- [Required work]: Which lines in the data below contain the word "ConversationStore"? Return each of them.

=== Begin Enclosure ===

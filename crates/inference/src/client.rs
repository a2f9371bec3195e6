//! The inference transport surface — request API over one persistent
//! multiplexed engine connection.

use std::sync::Arc;
use std::time::Duration;

use jota_db::{ConversationStore, Role};
use jota_domain::stream::BoxStream;
use jota_protocol::EngineFrame;
use parking_lot::Mutex;
use tokio::sync::{mpsc, oneshot};
use tokio_util::sync::CancellationToken;

use crate::error::InferenceError;
use crate::registry::SessionRegistry;
use crate::supervisor::{self, ConnectSettings};

/// Connection lifecycle state. Managed exclusively by the supervisor,
/// except for `Draining`, which `shutdown` sets and which is terminal.
#[derive(Debug, Clone, Copy, PartialEq, Eq)]
pub enum ConnectionState {
    Disconnected,
    Dialing,
    Authenticating,
    Ready,
    Draining,
}

/// State shared between the request surface, the supervisor, and the
/// read pump.
pub(crate) struct Shared {
    pub(crate) registry: SessionRegistry,
    pub(crate) state: Mutex<ConnectionState>,
    /// Writer-queue handle for the current connection; absent while down.
    pub(crate) outbound: Mutex<Option<mpsc::Sender<EngineFrame>>>,
    /// Completed by the pump on `auth_success`, failed on an `error` frame.
    pub(crate) auth_waiter: Mutex<Option<oneshot::Sender<Result<(), String>>>>,
    /// Completed by the pump on the next `session_created`. At most one
    /// exists because `session_create_lock` serializes the whole exchange.
    pub(crate) session_waiter: Mutex<Option<oneshot::Sender<String>>>,
    /// Serializes the create_session request/response pair (the wire
    /// protocol carries no correlation id) and guards the user→session map.
    pub(crate) session_create_lock: tokio::sync::Mutex<()>,
}

impl Shared {
    fn new() -> Self {
        Self {
            registry: SessionRegistry::default(),
            state: Mutex::new(ConnectionState::Disconnected),
            outbound: Mutex::new(None),
            auth_waiter: Mutex::new(None),
            session_waiter: Mutex::new(None),
            session_create_lock: tokio::sync::Mutex::new(()),
        }
    }

    pub(crate) fn connection_state(&self) -> ConnectionState {
        *self.state.lock()
    }

    /// Move to a new state unless draining.
    pub(crate) fn transition(&self, to: ConnectionState) {
        let mut state = self.state.lock();
        if *state != ConnectionState::Draining {
            *state = to;
        }
    }

    /// Queue a frame for the single writer task.
    pub(crate) fn try_send(&self, frame: EngineFrame) -> Result<(), InferenceError> {
        if self.connection_state() != ConnectionState::Ready {
            return Err(InferenceError::EngineUnavailable);
        }
        let outbound = self.outbound.lock();
        match outbound.as_ref() {
            Some(tx) => tx
                .try_send(frame)
                .map_err(|_| InferenceError::EngineUnavailable),
            None => Err(InferenceError::EngineUnavailable),
        }
    }

    /// Tear down everything tied to the current connection: the writer
    /// handle, any parked waiters, and every delivery channel (sentinel).
    pub(crate) fn fail_pending(&self) {
        *self.outbound.lock() = None;
        *self.auth_waiter.lock() = None;
        *self.session_waiter.lock() = None;
        self.registry.close_all();
    }
}

/// Persistent, authenticated, multiplexed client to the Inference Engine.
///
/// Create via [`InferenceClientBuilder`](crate::builder::InferenceClientBuilder),
/// then call [`connect`](Self::connect) once at startup. The supervisor
/// keeps the connection alive in the background; requests made while the
/// engine is unreachable fail fast with
/// [`EngineUnavailable`](InferenceError::EngineUnavailable).
pub struct InferenceClient {
    pub(crate) shared: Arc<Shared>,
    pub(crate) store: Arc<dyn ConversationStore>,
    pub(crate) settings: ConnectSettings,
    pub(crate) session_create_timeout: Duration,
    pub(crate) stream_idle_timeout: Duration,
    pub(crate) shutdown: CancellationToken,
    pub(crate) supervisor_task: Mutex<Option<tokio::task::JoinHandle<()>>>,
}

impl InferenceClient {
    pub(crate) fn from_parts(
        store: Arc<dyn ConversationStore>,
        settings: ConnectSettings,
        session_create_timeout: Duration,
        stream_idle_timeout: Duration,
    ) -> Self {
        Self {
            shared: Arc::new(Shared::new()),
            store,
            settings,
            session_create_timeout,
            stream_idle_timeout,
            shutdown: CancellationToken::new(),
            supervisor_task: Mutex::new(None),
        }
    }

    /// Start a new builder.
    pub fn builder() -> crate::builder::InferenceClientBuilder {
        crate::builder::InferenceClientBuilder::new()
    }

    /// Start (or confirm) the background connection supervisor.
    ///
    /// Idempotent; returns without waiting for the connection to become
    /// ready. Unreachability surfaces via [`health`](Self::health) or as
    /// `EngineUnavailable` on individual calls.
    pub fn connect(&self) {
        let mut task = self.supervisor_task.lock();
        if let Some(handle) = task.as_ref() {
            if !handle.is_finished() {
                return;
            }
        }
        if self.shutdown.is_cancelled() {
            return;
        }

        let shared = self.shared.clone();
        let settings = self.settings.clone();
        let shutdown = self.shutdown.clone();
        *task = Some(tokio::spawn(async move {
            supervisor::run(shared, settings, shutdown).await;
        }));
        tracing::info!(url = %self.settings.url, "inference connection loop started");
    }

    /// Drain the transport: stop the supervisor, close the socket, and
    /// fail every outstanding call.
    ///
    /// Streams in flight terminate with
    /// [`StreamInterrupted`](InferenceError::StreamInterrupted) and run
    /// their partial-save path. After this, every call fails with
    /// `EngineUnavailable`.
    pub async fn shutdown(&self) {
        *self.shared.state.lock() = ConnectionState::Draining;
        self.shutdown.cancel();
        self.shared.fail_pending();

        let task = self.supervisor_task.lock().take();
        if let Some(handle) = task {
            let _ = handle.await;
        }
        tracing::info!("inference transport drained");
    }

    /// True iff the connection is authenticated and usable.
    pub fn health(&self) -> bool {
        self.shared.connection_state() == ConnectionState::Ready
    }

    /// Current connection state (diagnostics).
    pub fn connection_state(&self) -> ConnectionState {
        self.shared.connection_state()
    }

    /// Request a fresh engine session id.
    ///
    /// The whole request/response pair runs under the session-creation
    /// mutex: the protocol has no correlation id, so the next
    /// `session_created` frame answers the most recent request.
    pub async fn create_session(&self) -> Result<String, InferenceError> {
        let guard = self.shared.session_create_lock.lock().await;
        self.create_session_locked(&guard).await
    }

    async fn create_session_locked(
        &self,
        _guard: &tokio::sync::MutexGuard<'_, ()>,
    ) -> Result<String, InferenceError> {
        if self.shared.connection_state() != ConnectionState::Ready {
            return Err(InferenceError::EngineUnavailable);
        }

        let (tx, rx) = oneshot::channel();
        *self.shared.session_waiter.lock() = Some(tx);

        if let Err(e) = self.shared.try_send(EngineFrame::CreateSession) {
            *self.shared.session_waiter.lock() = None;
            return Err(e);
        }

        match tokio::time::timeout(self.session_create_timeout, rx).await {
            Ok(Ok(session_id)) => {
                tracing::info!(session_id = %session_id, "engine session created");
                Ok(session_id)
            }
            // Waiter dropped: the connection went down before the reply.
            Ok(Err(_)) => Err(InferenceError::EngineUnavailable),
            Err(_) => {
                *self.shared.session_waiter.lock() = None;
                Err(InferenceError::SessionCreateTimeout)
            }
        }
    }

    /// Engine session for an end user, creating and remembering one if
    /// absent.
    ///
    /// The mapping survives reconnects; the engine may have discarded the
    /// session in the meantime, in which case the first reuse surfaces an
    /// engine error to the caller, who re-issues the request.
    pub async fn session_for_user(&self, user_id: &str) -> Result<String, InferenceError> {
        let guard = self.shared.session_create_lock.lock().await;
        if let Some(existing) = self.shared.registry.lookup_user(user_id) {
            return Ok(existing);
        }
        let session_id = self.create_session_locked(&guard).await?;
        self.shared.registry.remember_user(user_id, &session_id);
        Ok(session_id)
    }

    /// Best-effort session cancellation. A no-op when the engine is down.
    pub fn abort_session(&self, session_id: &str) {
        match self.shared.try_send(EngineFrame::Abort {
            session_id: session_id.to_owned(),
        }) {
            Ok(()) => tracing::info!(session_id = %session_id, "abort sent"),
            Err(_) => {
                tracing::debug!(session_id = %session_id, "abort skipped, engine not ready")
            }
        }
    }

    /// Run one inference, returning a lazy stream of generated tokens.
    ///
    /// The stream is single-shot and ordered. On `end` the full response is
    /// journaled as the assistant message. On any failure a non-empty
    /// partial response is journaled with an `" [INTERRUPTED]"` suffix, the
    /// conversation is marked errored, and the failure is yielded as the
    /// final item. Store failures are logged, never propagated. Dropping
    /// the stream detaches the session's delivery channel.
    pub fn infer(
        &self,
        session_id: &str,
        prompt: &str,
        conversation_id: &str,
        params: Option<serde_json::Value>,
    ) -> BoxStream<'static, Result<String, InferenceError>> {
        let shared = self.shared.clone();
        let store = self.store.clone();
        let idle_timeout = self.stream_idle_timeout;
        let session_id = session_id.to_owned();
        let prompt = prompt.to_owned();
        let conversation_id = conversation_id.to_owned();

        Box::pin(async_stream::stream! {
            if session_id.is_empty() || conversation_id.is_empty() {
                yield Err(InferenceError::InvalidRequest(
                    "session_id and conversation_id must be non-empty".into(),
                ));
                return;
            }
            let params = params.unwrap_or_else(default_params);

            tracing::info!(
                conversation_id = %conversation_id,
                session_id = %session_id,
                "starting inference"
            );

            let mut rx = shared.registry.attach(&session_id);
            let _detach = DetachGuard {
                shared: shared.clone(),
                session_id: session_id.clone(),
            };

            let mut accumulator = String::new();

            let failure: Option<InferenceError> = 'run: {
                if let Err(e) = shared.try_send(EngineFrame::Infer {
                    session_id: session_id.clone(),
                    prompt,
                    params,
                }) {
                    break 'run Some(e);
                }

                loop {
                    let frame = match tokio::time::timeout(idle_timeout, rx.recv()).await {
                        Err(_) => break 'run Some(InferenceError::StreamTimeout),
                        Ok(None) | Ok(Some(None)) => {
                            break 'run Some(InferenceError::StreamInterrupted)
                        }
                        Ok(Some(Some(frame))) => frame,
                    };

                    match frame {
                        EngineFrame::Token { content, .. } => {
                            accumulator.push_str(&content);
                            yield Ok(content);
                        }
                        EngineFrame::End { .. } => break 'run None,
                        EngineFrame::Error { message, .. } => {
                            break 'run Some(InferenceError::Engine(
                                message.unwrap_or_else(|| "unknown engine error".into()),
                            ));
                        }
                        other => {
                            tracing::warn!(
                                session_id = %session_id,
                                frame = ?other,
                                "dropping unexpected frame for session"
                            );
                        }
                    }
                }
            };

            match failure {
                None => {
                    tracing::info!(conversation_id = %conversation_id, "inference complete");
                    if let Err(e) = store
                        .save_message(&conversation_id, Role::Assistant, &accumulator)
                        .await
                    {
                        tracing::error!(
                            conversation_id = %conversation_id,
                            error = %e,
                            "failed to journal assistant message"
                        );
                    }
                }
                Some(err) => {
                    tracing::error!(
                        conversation_id = %conversation_id,
                        session_id = %session_id,
                        error = %err,
                        "inference failed"
                    );
                    if !accumulator.is_empty() {
                        let partial = format!("{accumulator} [INTERRUPTED]");
                        if let Err(e) = store
                            .save_message(&conversation_id, Role::Assistant, &partial)
                            .await
                        {
                            tracing::error!(
                                conversation_id = %conversation_id,
                                error = %e,
                                "failed to journal partial assistant message"
                            );
                        }
                    }
                    if let Err(e) = store.mark_conversation_error(&conversation_id).await {
                        tracing::error!(
                            conversation_id = %conversation_id,
                            error = %e,
                            "failed to mark conversation errored"
                        );
                    }
                    yield Err(err);
                }
            }
        })
    }
}

fn default_params() -> serde_json::Value {
    serde_json::json!({ "temp": 0.7 })
}

/// Detaches the session's delivery channel when the `infer` stream
/// terminates or is dropped mid-flight.
struct DetachGuard {
    shared: Arc<Shared>,
    session_id: String,
}

impl Drop for DetachGuard {
    fn drop(&mut self) {
        self.shared.registry.detach(&self.session_id);
    }
}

=== End Enclosure ===

- [Solved exercise]:
use jota_db::{ConversationStore, Role};
    pub(crate) store: Arc<dyn ConversationStore>,
        store: Arc<dyn ConversationStore>,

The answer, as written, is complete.